That there was discrimination possible against your white fellow-man in applying a protective tariff, Stevens seems never to have understood. Duties were never too high for him, particularly on iron, for he was an iron manufacturer as well as a lawyer, and it was often said in Pennsylvania that the duties he advocated in no way represented the large iron interests of the state, but were hoisted to cover the needs of his own small and badly managed works. He was as unsound on all financial matters as he was on protection. He wanted to pay the war debt in greenbacks, had a horror of gold going out of the country, and once proposed a law forbidding it to be bought and sold. But taken all in all, Thaddeus Stevens was probably what the House needed in the crisis, a prejudiced, violent dictator, with a holy passion for the union cause. Such men get things done if the after-cost of their work is heavy. Stevens soon sent the tax and tariff bills to the Senate, where, if not greatly improved, they were passed with promptness. Considerable suspicion was popularly attached to many of the Senate changes in the excise bill, particularly because of the close connection with it of Senator Simmons of Rhode Island. The Senator’s connection with the Morrill Bill which had won him the sobriquet of “Wood-Screw” Simmons has been referred to above. It was fresh in public mind then. He still further distinguished himself at the time he was engineering the tax bill by a gun contract so unsavory that it had to be investigated. It was 16shown beyond quibble that he had been promised $50,000 for getting a contract for one of his constituents and that he had already received some thousands of the money. The Senator did not pretend to deny the fact, but he declared his transaction to be “strictly legal.” The committee was severe on him. He had no more right to sell his influence, they said, than his vote, both were “the property of the country”; but they intimated that as he was really no worse than many of his colleagues, it was better to let him off, and let off he was, though he soon resigned. The affair did not raise the tax bill in the estimation of the public, nor increase public confidence in the merits of the compensating tariffs which accompanied it.

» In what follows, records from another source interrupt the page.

// Copyright (C) 2026 Michael Wilson <mike@mdwn.dev>
//
// This program is free software: you can redistribute it and/or modify it under
// the terms of the GNU General Public License as published by the Free Software
// Foundation, version 3.
//
// This program is distributed in the hope that it will be useful, but WITHOUT
// ANY WARRANTY; without even the implied warranty of MERCHANTABILITY or FITNESS
// FOR A PARTICULAR PURPOSE. See the GNU General Public License for more details.
//
// You should have received a copy of the GNU General Public License along with
// this program. If not, see <https://www.gnu.org/licenses/>.
//
use std::{error::Error, fmt};

use midly::{
    live::LiveEvent,
    num::{u4, u7},
    MidiMessage,
};

/// An event emitted by a trigger. Channels are zero-indexed (0-15).
#[derive(Clone, Copy, Debug, PartialEq, Eq)]
pub enum Event {
    NoteOn { note: u8, velocity: u8, channel: u8 },
    NoteOff { note: u8, channel: u8 },
    ControlChange { cc: u8, value: u8, channel: u8 },
}

impl Event {
    /// Gets the channel of the event.
    pub fn channel(&self) -> u8 {
        match self {
            Event::NoteOn { channel, .. }
            | Event::NoteOff { channel, .. }
            | Event::ControlChange { channel, .. } => *channel,
        }
    }

    /// Converts the event to a MIDI live event.
    pub fn to_midi_event(&self) -> Result<LiveEvent<'static>, Box<dyn Error>> {
        let (channel, message) = match *self {
            Event::NoteOn {
                note,
                velocity,
                channel,
            } => (
                channel,
                MidiMessage::NoteOn {
                    key: parse_u7(note)?,
                    vel: parse_u7(velocity)?,
                },
            ),
            Event::NoteOff { note, channel } => (
                channel,
                MidiMessage::NoteOff {
                    key: parse_u7(note)?,
                    vel: u7::new(0),
                },
            ),
            Event::ControlChange { cc, value, channel } => (
                channel,
                MidiMessage::Controller {
                    controller: parse_u7(cc)?,
                    value: parse_u7(value)?,
                },
            ),
        };

        Ok(LiveEvent::Midi {
            channel: parse_channel(channel)?,
            message,
        })
    }

    /// Serializes the event into MIDI wire bytes.
    pub fn to_bytes(&self) -> Result<Vec<u8>, Box<dyn Error>> {
        let mut buf: Vec<u8> = Vec::with_capacity(3);
        self.to_midi_event()?.write(&mut buf)?;
        Ok(buf)
    }
}

impl fmt::Display for Event {
    fn fmt(&self, f: &mut fmt::Formatter<'_>) -> fmt::Result {
        match self {
            Event::NoteOn {
                note,
                velocity,
                channel,
            } => write!(f, "NoteOn(note={note}, velocity={velocity}, channel={channel})"),
            Event::NoteOff { note, channel } => {
                write!(f, "NoteOff(note={note}, channel={channel})")
            }
            Event::ControlChange { cc, value, channel } => {
                write!(f, "ControlChange(cc={cc}, value={value}, channel={channel})")
            }
        }
    }
}

fn parse_channel(channel: u8) -> Result<u4, Box<dyn Error>> {
    u4::try_from(channel).ok_or(format!("channel {} is out of range", channel).into())
}

fn parse_u7(value: u8) -> Result<u7, Box<dyn Error>> {
    u7::try_from(value).ok_or(format!("value {} is not a valid MIDI data byte", value).into())
}
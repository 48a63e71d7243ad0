// Copyright (C) 2026 Michael Wilson <mike@mdwn.dev>
//
// This program is free software: you can redistribute it and/or modify it under
// the terms of the GNU General Public License as published by the Free Software
// Foundation, version 3.
//
// This program is distributed in the hope that it will be useful, but WITHOUT
// ANY WARRANTY; without even the implied warranty of MERCHANTABILITY or FITNESS
// FOR A PARTICULAR PURPOSE. See the GNU General Public License for more details.
//
// You should have received a copy of the GNU General Public License along with
// this program. If not, see <https://www.gnu.org/licenses/>.
//
use std::{error::Error, fmt};

use midir::{MidiOutput, MidiOutputConnection};
use parking_lot::Mutex;
use tracing::{info, span, Level};

use crate::event::Event;

/// A MIDI output port.
pub struct Device {
    name: String,
    connection: Mutex<MidiOutputConnection>,
}

impl super::Device for Device {
    fn name(&self) -> String {
        self.name.clone()
    }

    fn emit(&self, events: &[Event]) -> Result<(), Box<dyn Error>> {
        let mut connection = self.connection.lock();
        for event in events {
            connection.send(&event.to_bytes()?)?;
        }
        Ok(())
    }
}

impl fmt::Display for Device {
    fn fmt(&self, f: &mut fmt::Formatter<'_>) -> fmt::Result {
        write!(f, "{} (Output)", self.name)
    }
}

/// Opens the output port whose name contains the given name.
pub fn get(name: &str) -> Result<Device, Box<dyn Error>> {
    let span = span!(Level::INFO, "open MIDI output (midir)");
    let _enter = span.enter();

    let output = MidiOutput::new("vmtrigger output")?;
    let mut matches = Vec::new();
    for port in output.ports() {
        let port_name = output.port_name(&port)?;
        if port_name.contains(name) {
            matches.push((port_name, port));
        }
    }

    if matches.is_empty() {
        return Err(format!("no MIDI output found with name {}", name).into());
    }
    if matches.len() > 1 {
        return Err(format!(
            "found too many MIDI outputs that match ({}), use a less ambiguous name",
            matches
                .iter()
                .map(|(port_name, _)| port_name.clone())
                .collect::<Vec<String>>()
                .join(", ")
        )
        .into());
    }

    // We've verified that there's only one element in the vector, so this should be safe.
    let (port_name, port) = matches.swap_remove(0);
    let connection = output
        .connect(&port, "vmtrigger")
        .map_err(|e| format!("unable to connect to {}: {}", port_name, e))?;
    info!(device = port_name, "Opened MIDI output.");

    Ok(Device {
        name: port_name,
        connection: Mutex::new(connection),
    })
}

/// Lists the names of the available MIDI output ports.
pub fn list() -> Result<Vec<String>, Box<dyn Error>> {
    let output = MidiOutput::new("vmtrigger output listing")?;
    let mut names = Vec::new();
    for port in output.ports() {
        names.push(output.port_name(&port)?);
    }
    Ok(names)
}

The passing of the bill went almost unnoticed by the press, so engrossed were the people in war. (It was the summer of McClellan’s Virginia campaign.) A few newspapers of free-trade principles tried to make an issue of it, but without success. Mr. Greeley came out in the Tribune declaring that he would not be drawn into a discussion on protection as long as the war lasted. Indeed there was room for little on the wonderful editorial page of the Tribune, where Horace Greeley stripped bare his agonized heart, but the war and the emancipation of the slave. Greeley, too, was satisfied enough to let protection re?stablish itself through a revenue bill, for if there was anything which he held almost as sacred as human liberty, it was the doctrine of protection to American industries. Greeley saw protection as an actual wealthproducer, and when the Morrill Bill was up in 1860, he declared: “We have as undoubting faith that this bill if passed would add at least $100,000,000 per annum to the earnings and wages of labor throughout the country as we have that the sun will rise to-morrow.” He was one of a very few men in public life whose belief was something more than an inheritance 17from Henry Clay. In one of his Institute talks he once told how he became a protectionist:
“From early boyhood I had sat at the feet of Hezekiah Niles, Henry Clay and Walter Forward and Rollin C. Mallary, and other champions of this doctrine, and I had attained from a perusal of theirs and kindred writings and speeches a most undoubting conviction that the policy they commended was eminently calculated to impel our country swiftly and surely onward through activity and prosperity to greatness and well-assured well-being. I had studied the question dispassionately, for the journals accessible to my boyhood were mainly those of Boston, then almost if not quite unanimously hostile to protection; but the arguments they combated seemed to me far stronger than those they advanced, and I early became an earnest and ardent disciple of the schools of Niles and Carey, and could not doubt that the policy they commended was that best calculated to lead a country of vast and undeveloped resources like ours up from rude poverty and dependence to skilled efficiency, wealth, and power.”
It is undoubtedly true that the mantle of the early protectionist advocates Niles and Carey fell on Horace Greeley, and that what the one did in the “Register” and the other in his pamphlets, Greeley continued in the Tribune.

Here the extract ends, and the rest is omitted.